We have also accelerated efforts to access higher growth emerging markets. In January 2011, the Group signed a 50:50 joint venture in Saudi Arabia with National Petrochemical Industrial Company (NATPET). The joint venture will design, manufacture and sell geotextile products for the fast growing civil engineering markets in the Middle East and the Indian subcontinent. A new manufacturing plant will be constructed at a site near NATPET's polypropylene production facility in Yanbu and will benefit from a long term supply agreement with NATPET. The joint venture is well positioned to take full advantage of the forthcoming infrastructure investment in these regions given its unparalleled technological, marketing and raw material strengths.

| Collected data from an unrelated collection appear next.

use yew::prelude::*;

use super::{map_grid::MapGrid, stats_panel::StatsPanel, victory_overlay::VictoryOverlay};
use crate::model::{Difficulty, Direction, Map, Position};
use crate::state::resistance::Resistances;
use crate::state::{EngineAction, Outcome};

#[derive(Properties, PartialEq, Clone)]
pub struct GameViewProps {
    pub map: Map,
    pub position: Position,
    pub health: u32,
    pub max_health: u32,
    pub outcome: Outcome,
    pub controls_locked: bool,
    pub resistances: Resistances,
    pub difficulty: Difficulty,
    pub victory_heal: u32,
    pub exp_reward: u32,
    pub on_action: Callback<EngineAction>,
}

#[function_component]
pub fn GameView(props: &GameViewProps) -> Html {
    let emit = |action: EngineAction| {
        let cb = props.on_action.clone();
        Callback::from(move |_: MouseEvent| cb.emit(action.clone()))
    };
    let ack_victory = {
        let cb = props.on_action.clone();
        Callback::from(move |_| cb.emit(EngineAction::AcknowledgeVictory))
    };
    let disabled = props.controls_locked || props.outcome != Outcome::None;
    html! {
        <div style="display:flex; gap:24px; padding:16px; flex-wrap:wrap;">
            <div style="display:flex; flex-direction:column; gap:12px;">
                <h2 style="margin:0;">{ format!("Difficulty: {}", props.difficulty) }</h2>
                <StatsPanel health={props.health} max_health={props.max_health} resistances={props.resistances} />
                <div style="display:grid; grid-template-columns:repeat(3, 48px); gap:4px;">
                    <span></span>
                    <button {disabled} onclick={emit(EngineAction::Move(Direction::Up))}>{"W"}</button>
                    <span></span>
                    <button {disabled} onclick={emit(EngineAction::Move(Direction::Left))}>{"A"}</button>
                    <button {disabled} onclick={emit(EngineAction::Move(Direction::Down))}>{"S"}</button>
                    <button {disabled} onclick={emit(EngineAction::Move(Direction::Right))}>{"D"}</button>
                </div>
                <button {disabled} onclick={emit(EngineAction::AbandonRun)}>{"Back"}</button>
                <div style="font-size:11px; opacity:0.7;">{"Move with WASD or the arrow keys"}</div>
            </div>
            <MapGrid map={props.map.clone()} player={Some(props.position)} />
            <VictoryOverlay
                show={props.outcome == Outcome::Won}
                difficulty={props.difficulty}
                heal={props.victory_heal}
                exp_reward={props.exp_reward}
                acknowledge={ack_victory}
            />
        </div>
    }
}
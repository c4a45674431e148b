//! Error types for storage and configuration.
//!
//! None of these escape the engine's command surface: storage failures are
//! logged and the in-memory state stays authoritative, config failures fall
//! back to the compiled-in defaults.

use thiserror::Error;

use crate::model::Difficulty;

#[derive(Debug, Error)]
pub enum StoreError {
    /// The backing store could not be reached (no window, storage disabled).
    #[error("storage backend unavailable")]
    Unavailable,
    #[error("storage backend error: {0}")]
    Backend(String),
    #[error("failed to encode value: {0}")]
    Encode(#[from] serde_json::Error),
}

#[derive(Debug, Error)]
pub enum ConfigError {
    #[error("invalid config document: {0}")]
    Parse(#[from] toml::de::Error),
    #[error("{difficulty} level probabilities sum to {sum}, expected 1")]
    InvalidProbabilities { difficulty: Difficulty, sum: f64 },
    #[error("{difficulty} has a level probability outside [0, 1]")]
    InvalidLevelProbability { difficulty: Difficulty },
    #[error("{difficulty} grants no experience")]
    ZeroReward { difficulty: Difficulty },
    #[error("max_health must be positive")]
    ZeroHealth,
}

The Group has continued to invest in innovation to drive growth in its core Western European and North American markets Innovation is focused on providing our customers with products which improve sustainability, increase functionality and maximise efficiency. The Group's development pipeline continues to improve. Products made from recycled materials and raw materials from renewable resources have been launched in the carpet tile backing and agrotextile markets. Architectural membranes which last longer and have self-cleaning properties have recently been developed. Construction fibres continue to grow strongly in the construction market.
We are in a strong position to push ahead with our initiatives to deliver margin improvement and growth and are confident about making further progress in 2011. This progress is not reliant on a further recovery in markets.
Performance Technical Textiles Division
Our Performance Technical Textiles division (comprising Colbond, Technical Fabrics, Yarns and Yihua Bonar) supplies products such as geotextiles, artificial grass yarns, carpet tile backing and construction fibres to the civil engineering, carpet tile manufacturing, leisure and construction sectors.
2010 2009
Revenue £239.2m £212.3m
Operating profit* £ 19.1m £ 17.1m
Operating margin* 8.0% 8.1%
* before amortisation and non-recurring items
Sales were 13% higher than last year. However, adjusting for adverse foreign exchange movements, underlying sales improved by 15%. Operating margins were broadly flat year on year but were higher in the second half of the year as increased selling prices compensated for raw material price inflation which was high in the first half of the year.
Our civil engineering business, which was our most robust activity throughout the economic crisis, grew by 15% with sales improving in both our heartland and emerging markets. We are accelerating our efforts to access higher growth emerging markets. The recent announcement of the Saudi Arabian joint venture will enable us to access the fast growing civil engineering markets in the Middle East and the Indian subcontinent.
Carpet manufacturing sales increased by 25% driven by recovering markets, strong growth in China and positive substitution effects which assisted our tile backing sales as they take a larger share of the floor coverings market. The transport sector also grew strongly, consolidating the market share gains secured with the launch of our new Colback Pro product last year and responding to the improved performance of the premium brand automotive manufacturers. Sales in the artificial grass market improved, however activity levels in our traditional building product applications remained weak with demand yet to recover in European and US commercial and residential building markets.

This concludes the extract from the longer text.